*** Data supplied ***

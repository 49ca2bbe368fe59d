//! Configuration type definitions and defaults

use serde::{Deserialize, Serialize};

use crate::analysis::Severity;

/// Main configuration structure
#[derive(Debug, Clone, Default, PartialEq, Serialize, Deserialize)]
pub struct Settings {
    #[serde(default)]
    pub analysis: AnalysisSettings,
    #[serde(default)]
    pub retry: RetrySettings,
    #[serde(default)]
    pub pipeline: PipelineSettings,
    #[serde(default)]
    pub storage: StorageSettings,
}

/// Chunked analysis configuration
#[derive(Debug, Clone, PartialEq, Serialize, Deserialize)]
pub struct AnalysisSettings {
    /// Corpora above this many tokens are split into chunks
    #[serde(default = "default_max_chunk_tokens")]
    pub max_chunk_tokens: usize,
    /// Heuristic token counter ratio
    #[serde(default = "default_chars_per_token")]
    pub chars_per_token: f64,
    /// Maximum analyzer calls in flight
    #[serde(default = "default_concurrency")]
    pub concurrency: usize,
    /// Timeout per analyzer call in seconds
    #[serde(default = "default_call_timeout")]
    pub call_timeout_secs: u64,
}

pub fn default_max_chunk_tokens() -> usize {
    20_000
}

pub fn default_chars_per_token() -> f64 {
    4.0
}

pub fn default_concurrency() -> usize {
    2
}

pub fn default_call_timeout() -> u64 {
    120
}

impl Default for AnalysisSettings {
    fn default() -> Self {
        Self {
            max_chunk_tokens: default_max_chunk_tokens(),
            chars_per_token: default_chars_per_token(),
            concurrency: default_concurrency(),
            call_timeout_secs: default_call_timeout(),
        }
    }
}

/// Per-chunk retry configuration
#[derive(Debug, Clone, PartialEq, Serialize, Deserialize)]
pub struct RetrySettings {
    /// Total attempts per chunk, including the first
    #[serde(default = "default_max_attempts")]
    pub max_attempts: usize,
    #[serde(default = "default_base_delay_ms")]
    pub base_delay_ms: u64,
    #[serde(default = "default_max_delay_ms")]
    pub max_delay_ms: u64,
    /// Jitter as a fraction of the wait
    #[serde(default = "default_jitter_ratio")]
    pub jitter_ratio: f64,
}

pub fn default_max_attempts() -> usize {
    5
}

pub fn default_base_delay_ms() -> u64 {
    1_000
}

pub fn default_max_delay_ms() -> u64 {
    60_000
}

pub fn default_jitter_ratio() -> f64 {
    0.25
}

impl Default for RetrySettings {
    fn default() -> Self {
        Self {
            max_attempts: default_max_attempts(),
            base_delay_ms: default_base_delay_ms(),
            max_delay_ms: default_max_delay_ms(),
            jitter_ratio: default_jitter_ratio(),
        }
    }
}

/// Pipeline transition configuration
#[derive(Debug, Clone, PartialEq, Serialize, Deserialize)]
pub struct PipelineSettings {
    /// Plan retries before the run ends as partial
    #[serde(default = "default_max_retries")]
    pub max_retries: usize,
    /// Triage threat score that triggers deeper analysis
    #[serde(default = "default_threat_threshold")]
    pub threat_threshold: f64,
    /// Triage confidence below which deeper analysis runs
    #[serde(default = "default_confidence_floor")]
    pub confidence_floor: f64,
    /// Also escalate on a finding at or above this severity
    #[serde(default)]
    pub escalate_on_severity: Option<Severity>,
}

pub fn default_max_retries() -> usize {
    5
}

pub fn default_threat_threshold() -> f64 {
    7.0
}

pub fn default_confidence_floor() -> f64 {
    0.8
}

impl Default for PipelineSettings {
    fn default() -> Self {
        Self {
            max_retries: default_max_retries(),
            threat_threshold: default_threat_threshold(),
            confidence_floor: default_confidence_floor(),
            escalate_on_severity: None,
        }
    }
}

/// Storage configuration
#[derive(Debug, Clone, PartialEq, Serialize, Deserialize)]
pub struct StorageSettings {
    /// Root for per-case evidence directories
    #[serde(default = "default_evidence_directory")]
    pub evidence_directory: String,
}

pub fn default_evidence_directory() -> String {
    "~/memtriage_evidence".to_string()
}

impl Default for StorageSettings {
    fn default() -> Self {
        Self {
            evidence_directory: default_evidence_directory(),
        }
    }
}
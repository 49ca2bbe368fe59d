//! Investigation pipeline.
//!
//! A fixed sequence of stages driven by an explicit state machine:
//!
//! ```text
//! Planning -> Validating -> Evaluating -+-> Executing -> Triaging -+-> DeeperAnalyzing
//!    ^                                  |        |                 |          |
//!    `----------- retry ----------------+        v                 v          v
//!                                       `---> Terminated <---------+----------'
//! ```
//!
//! Stages read the [`InvestigationState`] and return a [`StateUpdate`]; the
//! [`PipelineEngine`] merges it and asks [`next_phase`] where to go next.

pub mod collaborators;
pub mod engine;
pub mod error;
pub mod state;
pub mod transition;

pub use collaborators::{
    DeeperInvestigator, Evaluation, EvidenceArtifact, ExecutionReport, ExecutionStatus, Executor,
    InvestigationPlan, PlanEvaluator, PlanGenerator, PlanPhase, PlanStep, PlanValidator,
    StructuralValidator, ValidationReport,
};
pub use engine::{Collaborators, PipelineEngine};
pub use error::{PipelineError, StageError};
pub use state::{
    AnalysisSummary, InvestigationState, Phase, Stage, StateUpdate, TerminalStatus,
    TransitionRecord,
};
pub use transition::{next_phase, GuardInputs, Transition, TransitionPolicy, TriageSignal};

***

**Problem to work on:** Each record above is to be reproduced verbatim.

**Result of this exercise:**
repository 49ca2bbe368fe59d
//! Configuration type definitions and defaults

use serde::{Deserialize, Serialize};

use crate::analysis::Severity;

/// Main configuration structure
#[derive(Debug, Clone, Default, PartialEq, Serialize, Deserialize)]
pub struct Settings {
    #[serde(default)]
    pub analysis: AnalysisSettings,
    #[serde(default)]
    pub retry: RetrySettings,
    #[serde(default)]
    pub pipeline: PipelineSettings,
    #[serde(default)]
    pub storage: StorageSettings,
}

/// Chunked analysis configuration
#[derive(Debug, Clone, PartialEq, Serialize, Deserialize)]
pub struct AnalysisSettings {
    /// Corpora above this many tokens are split into chunks
    #[serde(default = "default_max_chunk_tokens")]
    pub max_chunk_tokens: usize,
    /// Heuristic token counter ratio
    #[serde(default = "default_chars_per_token")]
    pub chars_per_token: f64,
    /// Maximum analyzer calls in flight
    #[serde(default = "default_concurrency")]
    pub concurrency: usize,
    /// Timeout per analyzer call in seconds
    #[serde(default = "default_call_timeout")]
    pub call_timeout_secs: u64,
}

pub fn default_max_chunk_tokens() -> usize {
    20_000
}

pub fn default_chars_per_token() -> f64 {
    4.0
}

pub fn default_concurrency() -> usize {
    2
}

pub fn default_call_timeout() -> u64 {
    120
}

impl Default for AnalysisSettings {
    fn default() -> Self {
        Self {
            max_chunk_tokens: default_max_chunk_tokens(),
            chars_per_token: default_chars_per_token(),
            concurrency: default_concurrency(),
            call_timeout_secs: default_call_timeout(),
        }
    }
}

/// Per-chunk retry configuration
#[derive(Debug, Clone, PartialEq, Serialize, Deserialize)]
pub struct RetrySettings {
    /// Total attempts per chunk, including the first
    #[serde(default = "default_max_attempts")]
    pub max_attempts: usize,
    #[serde(default = "default_base_delay_ms")]
    pub base_delay_ms: u64,
    #[serde(default = "default_max_delay_ms")]
    pub max_delay_ms: u64,
    /// Jitter as a fraction of the wait
    #[serde(default = "default_jitter_ratio")]
    pub jitter_ratio: f64,
}

pub fn default_max_attempts() -> usize {
    5
}

pub fn default_base_delay_ms() -> u64 {
    1_000
}

pub fn default_max_delay_ms() -> u64 {
    60_000
}

pub fn default_jitter_ratio() -> f64 {
    0.25
}

impl Default for RetrySettings {
    fn default() -> Self {
        Self {
            max_attempts: default_max_attempts(),
            base_delay_ms: default_base_delay_ms(),
            max_delay_ms: default_max_delay_ms(),
            jitter_ratio: default_jitter_ratio(),
        }
    }
}

/// Pipeline transition configuration
#[derive(Debug, Clone, PartialEq, Serialize, Deserialize)]
pub struct PipelineSettings {
    /// Plan retries before the run ends as partial
    #[serde(default = "default_max_retries")]
    pub max_retries: usize,
    /// Triage threat score that triggers deeper analysis
    #[serde(default = "default_threat_threshold")]
    pub threat_threshold: f64,
    /// Triage confidence below which deeper analysis runs
    #[serde(default = "default_confidence_floor")]
    pub confidence_floor: f64,
    /// Also escalate on a finding at or above this severity
    #[serde(default)]
    pub escalate_on_severity: Option<Severity>,
}

pub fn default_max_retries() -> usize {
    5
}

pub fn default_threat_threshold() -> f64 {
    7.0
}

pub fn default_confidence_floor() -> f64 {
    0.8
}

impl Default for PipelineSettings {
    fn default() -> Self {
        Self {
            max_retries: default_max_retries(),
            threat_threshold: default_threat_threshold(),
            confidence_floor: default_confidence_floor(),
            escalate_on_severity: None,
        }
    }
}

/// Storage configuration
#[derive(Debug, Clone, PartialEq, Serialize, Deserialize)]
pub struct StorageSettings {
    /// Root for per-case evidence directories
    #[serde(default = "default_evidence_directory")]
    pub evidence_directory: String,
}

pub fn default_evidence_directory() -> String {
    "~/memtriage_evidence".to_string()
}

impl Default for StorageSettings {
    fn default() -> Self {
        Self {
            evidence_directory: default_evidence_directory(),
        }
    }
}
repository 49ca2bbe368fe59d
//! Investigation pipeline.
//!
//! A fixed sequence of stages driven by an explicit state machine:
//!
//! ```text
//! Planning -> Validating -> Evaluating -+-> Executing -> Triaging -+-> DeeperAnalyzing
//!    ^                                  |        |                 |          |
//!    `----------- retry ----------------+        v                 v          v
//!                                       `---> Terminated <---------+----------'
//! ```
//!
//! Stages read the [`InvestigationState`] and return a [`StateUpdate`]; the
//! [`PipelineEngine`] merges it and asks [`next_phase`] where to go next.

pub mod collaborators;
pub mod engine;
pub mod error;
pub mod state;
pub mod transition;

pub use collaborators::{
    DeeperInvestigator, Evaluation, EvidenceArtifact, ExecutionReport, ExecutionStatus, Executor,
    InvestigationPlan, PlanEvaluator, PlanGenerator, PlanPhase, PlanStep, PlanValidator,
    StructuralValidator, ValidationReport,
};
pub use engine::{Collaborators, PipelineEngine};
pub use error::{PipelineError, StageError};
pub use state::{
    AnalysisSummary, InvestigationState, Phase, Stage, StateUpdate, TerminalStatus,
    TransitionRecord,
};
pub use transition::{next_phase, GuardInputs, Transition, TransitionPolicy, TriageSignal};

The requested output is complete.